Post# 1062483 , Reply# 10   3/6/2020 at 17:14 (195 days old) by eronie (Flushing Michigan)        

Why did the older European machines use brushes in their motors?

Post# 1062523 , Reply# 11   3/7/2020 at 07:00 (195 days old) by gizmo (Great Ocean Road, Victoria, Au)        
brush motors

Motor technology of the 1970s - induction motor or universal (brush type) motor. Induction motor, as used in USA top loaders, operates at a fixed speed (or possibly two fixed speeds if it has two windings inside).


The USA style two speed motor has two speeds that aren't hugely different - usually something like 3200 rpm and 1600 rpm. (Sorry if these numbers are a bit out - I'm Australian so more familiar with 50HZ supply, so our equivalent motors are 1440 rpm / 2880 rpm.) So a ratio of 2:1 between motor speeds. This is easy to achieve but useless in front loaders, where you require around 10:1 ratio between slow and fast motor speed - for wash speed the drum tumbles around 50 rpm, spin speed should be at least 500rpm at the drum. So many early front loaders had a mechanical transmission to give the two different drum speeds, but this adds weight, cost and complication.

A few lower priced European front load machines also used two speed induction motors, but a limitation of the technology means these machines had a miserably low spin speed, usually about 400 rpm. The two speed motors for Euro front loaders were huge and heavy, which took up space inside the cabinet. In their favour, they were simple and reliable. The two speeds (at the motor, not the drum) were 2880 fast speed (for spin) and about 360 rpm for Wash. this is a ratio of 8:1 so when the pulley sizes are engineered to give a wash tumble speed of 50 rpm, the spin will be 400 rpm. If you alter the gearing for a faster spin, the wash tumble will be too fast and the wash performance will be poor - the clothes will go round and round but never flop down in the tumble.

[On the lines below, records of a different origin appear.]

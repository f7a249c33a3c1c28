// Copyright (c) 2025, Jason Jenkins
// SPDX-License-Identifier: BSD-3-Clause

//! Annotation payload building and local JSON export.
//!
//! The payload is the single serialization used for both the local file
//! export and remote persistence; the two outcomes are independent and
//! either may succeed while the other fails.

use crate::models::element::Element;
use crate::models::project::Project;
use crate::models::selection::VisibilitySet;
use anyhow::Result;
use chrono::Utc;
use serde::{Deserialize, Serialize};
use std::path::Path;

pub const ANNOTATION_TOOL: &str = "drizz";

#[derive(Debug, Clone, Serialize, Deserialize)]
pub struct AnnotationPayload {
    pub image_info: ImageInfo,
    pub annotations: Vec<AnnotationEntry>,
    pub metadata: PayloadMetadata,
}

#[derive(Debug, Clone, Serialize, Deserialize)]
pub struct ImageInfo {
    pub filename: String,
    pub width: u32,
    pub height: u32,
}

#[derive(Debug, Clone, Serialize, Deserialize)]
pub struct AnnotationEntry {
    pub id: String,
    pub element_class: String,
    pub text_content: String,
    pub resource_id: String,
    pub bounding_box: BoundingBox,
    pub properties: ElementProperties,
}

#[derive(Debug, Clone, Serialize, Deserialize)]
pub struct BoundingBox {
    pub x1: i32,
    pub y1: i32,
    pub x2: i32,
    pub y2: i32,
    pub width: i32,
    pub height: i32,
}

#[derive(Debug, Clone, Serialize, Deserialize)]
pub struct ElementProperties {
    pub clickable: bool,
    pub enabled: bool,
    pub visible: bool,
}

#[derive(Debug, Clone, Serialize, Deserialize)]
pub struct PayloadMetadata {
    pub total_elements: usize,
    pub created_at: String,
    pub annotation_tool: String,
}

impl AnnotationEntry {
    fn from_element(element: &Element) -> Self {
        Self {
            id: element.id.clone(),
            element_class: element.class_label.clone(),
            text_content: element.text.clone(),
            resource_id: element.resource_id.clone(),
            bounding_box: BoundingBox {
                x1: element.bounds.x1,
                y1: element.bounds.y1,
                x2: element.bounds.x2,
                y2: element.bounds.y2,
                width: element.bounds.width(),
                height: element.bounds.height(),
            },
            properties: ElementProperties {
                clickable: element.clickable,
                enabled: element.enabled,
                visible: element.visible,
            },
        }
    }
}

/// Snapshot the current visibility set into an export payload. Elements
/// keep their array order; excluded elements are dropped entirely.
pub fn build_payload(project: &Project, visible: &VisibilitySet) -> AnnotationPayload {
    let annotations: Vec<AnnotationEntry> = project
        .elements
        .iter()
        .filter(|e| visible.contains(&e.id))
        .map(AnnotationEntry::from_element)
        .collect();

    AnnotationPayload {
        image_info: ImageInfo {
            filename: project.filename.clone(),
            width: project.width,
            height: project.height,
        },
        metadata: PayloadMetadata {
            total_elements: annotations.len(),
            created_at: Utc::now().to_rfc3339(),
            annotation_tool: ANNOTATION_TOOL.to_string(),
        },
        annotations,
    }
}

/// Export the payload to a local JSON file.
pub fn export_json(payload: &AnnotationPayload, path: &Path) -> Result<()> {
    let json = serde_json::to_string_pretty(payload)?;
    std::fs::write(path, json)?;
    Ok(())
}

#[cfg(test)]
mod tests {
    use super::*;
    use crate::io::dump::parse_dump;

    fn project_from_dump(raw: &str) -> Project {
        let (_, elements) = parse_dump(raw).unwrap();
        Project {
            id: "0".repeat(64),
            short_id: "DZTESTTEST".to_string(),
            filename: "shot.png".to_string(),
            image_payload: String::new(),
            width: 100,
            height: 50,
            elements,
        }
    }

    #[test]
    fn test_end_to_end_toggle_and_export() {
        // Upload shot.png (100x50), upload a one-button dump, toggle the
        // button off, export: zero annotations, total_elements 0.
        let project = project_from_dump(
            r#"{"1": {"bounds": "[0,0][50,20]", "class": "android.widget.Button", "clickable": "true"}}"#,
        );
        assert_eq!(project.elements.len(), 1);
        assert_eq!(project.elements[0].priority(), 7);

        let mut visible = VisibilitySet::all(&project.elements);
        assert!(visible.contains("1"), "included by default");

        visible.toggle("1");
        let payload = build_payload(&project, &visible);
        assert!(payload.annotations.is_empty());
        assert_eq!(payload.metadata.total_elements, 0);
        assert_eq!(payload.image_info.filename, "shot.png");
        assert_eq!(payload.image_info.width, 100);
        assert_eq!(payload.image_info.height, 50);
    }

    #[test]
    fn test_payload_contains_selected_elements() {
        let project = project_from_dump(
            r#"{
                "1": {"bounds": "[0,0][50,20]", "class": "android.widget.Button", "text": "OK",
                      "resource-id": "com.app:id/ok", "clickable": "true", "enabled": "true",
                      "visible-to-user": "true"},
                "2": {"bounds": "[0,30][50,60]", "class": "android.widget.TextView"}
            }"#,
        );
        let mut visible = VisibilitySet::all(&project.elements);
        visible.toggle("2");

        let payload = build_payload(&project, &visible);
        assert_eq!(payload.annotations.len(), 1);
        assert_eq!(payload.metadata.total_elements, 1);

        let entry = &payload.annotations[0];
        assert_eq!(entry.id, "1");
        assert_eq!(entry.element_class, "android.widget.Button");
        assert_eq!(entry.text_content, "OK");
        assert_eq!(entry.resource_id, "com.app:id/ok");
        assert_eq!(entry.bounding_box.width, 50);
        assert_eq!(entry.bounding_box.height, 20);
        assert!(entry.properties.clickable);
        assert!(entry.properties.enabled);
        assert!(entry.properties.visible);
    }

    #[test]
    fn test_payload_wire_field_names() {
        let project = project_from_dump(
            r#"{"1": {"bounds": "[0,0][50,20]", "class": "android.widget.Button"}}"#,
        );
        let visible = VisibilitySet::all(&project.elements);
        let payload = build_payload(&project, &visible);

        let json = serde_json::to_value(&payload).unwrap();
        assert!(json.get("image_info").is_some());
        assert!(json.get("annotations").is_some());
        assert!(json.get("metadata").is_some());
        assert_eq!(json["metadata"]["annotation_tool"], "drizz");
        let entry = &json["annotations"][0];
        assert!(entry.get("element_class").is_some());
        assert!(entry.get("bounding_box").is_some());
        assert!(entry["bounding_box"].get("width").is_some());
        assert!(entry.get("properties").is_some());
    }

    #[test]
    fn test_export_json_writes_file() {
        let project = project_from_dump(
            r#"{"1": {"bounds": "[0,0][50,20]", "class": "android.widget.Button"}}"#,
        );
        let visible = VisibilitySet::all(&project.elements);
        let payload = build_payload(&project, &visible);

        let dir = std::env::temp_dir().join("drizz-export-test");
        std::fs::create_dir_all(&dir).unwrap();
        let path = dir.join("annotations.json");
        export_json(&payload, &path).unwrap();

        let reread: AnnotationPayload =
            serde_json::from_str(&std::fs::read_to_string(&path).unwrap()).unwrap();
        assert_eq!(reread.annotations.len(), 1);
        assert_eq!(reread.metadata.total_elements, 1);
    }
}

In the early 1980s some European machines had a variable diameter pulley on the motor, so when the motor stepped up to spin speed, the pulley diameter increased which got the spin up to a dazzling 800 rpm. These motors were huge, heavy and the variable diameter pulleys proved to be not very reliable.

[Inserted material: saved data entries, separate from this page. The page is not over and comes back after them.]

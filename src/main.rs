// Copyright (c) 2025, Jason Jenkins
// SPDX-License-Identifier: BSD-3-Clause

//! DRIZZ - Mobile UI Testing Annotation Tool
//!
//! A desktop application for curating mobile UI element annotations:
//! load a screenshot and a UI-automation dump, include/exclude elements
//! on an interactive canvas, and export or persist the selection under
//! a deterministic project identifier.

mod app;
mod error;
mod identity;
mod io;
mod models;
mod net;
mod ui;
mod util;

use anyhow::Result;
use app::DrizzApp;

fn main() -> Result<()> {
    // Initialize logging
    env_logger::init();

    // Configure egui options
    let options = eframe::NativeOptions {
        viewport: egui::ViewportBuilder::default()
            .with_inner_size([1280.0, 800.0])
            .with_min_inner_size([900.0, 600.0])
            .with_title("Drizz - Mobile UI Testing Annotation Tool"),
        ..Default::default()
    };

    // Run the application
    eframe::run_native(
        "Drizz",
        options,
        Box::new(|_cc| Ok(Box::new(DrizzApp::new()))),
    )
    .map_err(|e| anyhow::anyhow!("Application error: {}", e))?;

    Ok(())
}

The better performing alternative was to use a universal motor, which uses brushes. Like the motor in an electric drill. These are more compact, more efficient, and have infinitely variable speed with electronic control. So suddenly it became easy to design a washing machine that washes at 50rpm and spins at 1000 rpm or even more. This adds a cost in that you now need an electronic control module, and brushes wear down so you need brush replacements over time. In 1970s technology these are more noisy, too. (This improved over the years.) But the increase in performance is fantastic, and you can have improvements like the option of several spin speeds, and a special speed to balance the load before spinning, called Distribute. You can gradually ramp up the speed instead of jumping from wash to spin, so load balancing is easier and more effective. The motors can be much smaller, saving space (thus allowing a bigger drum) and weight.


Philips developed a similar technology using a permanent magnet motor, this still uses brushes but is even smaller and lighter, and can be more efficient, though Philips' early control circuitry was terribly inefficient, being designed more to reduce cost than save energy. they were very reliable, too. the Philips machines had infinitely variable spin speed, set by a simple dial, up to the max of about 1000 rpm.


Plenty of current front loaders use similar motors to these 1970s brush motors, though the electronics driving them is way more efficient now. I have recently acquired a Miele from about 2010 that still uses a brush motor, though it is very quiet, efficient and has varying speed wash tumble and very fast spin speeds. (1400 rpm drum speed on spin.)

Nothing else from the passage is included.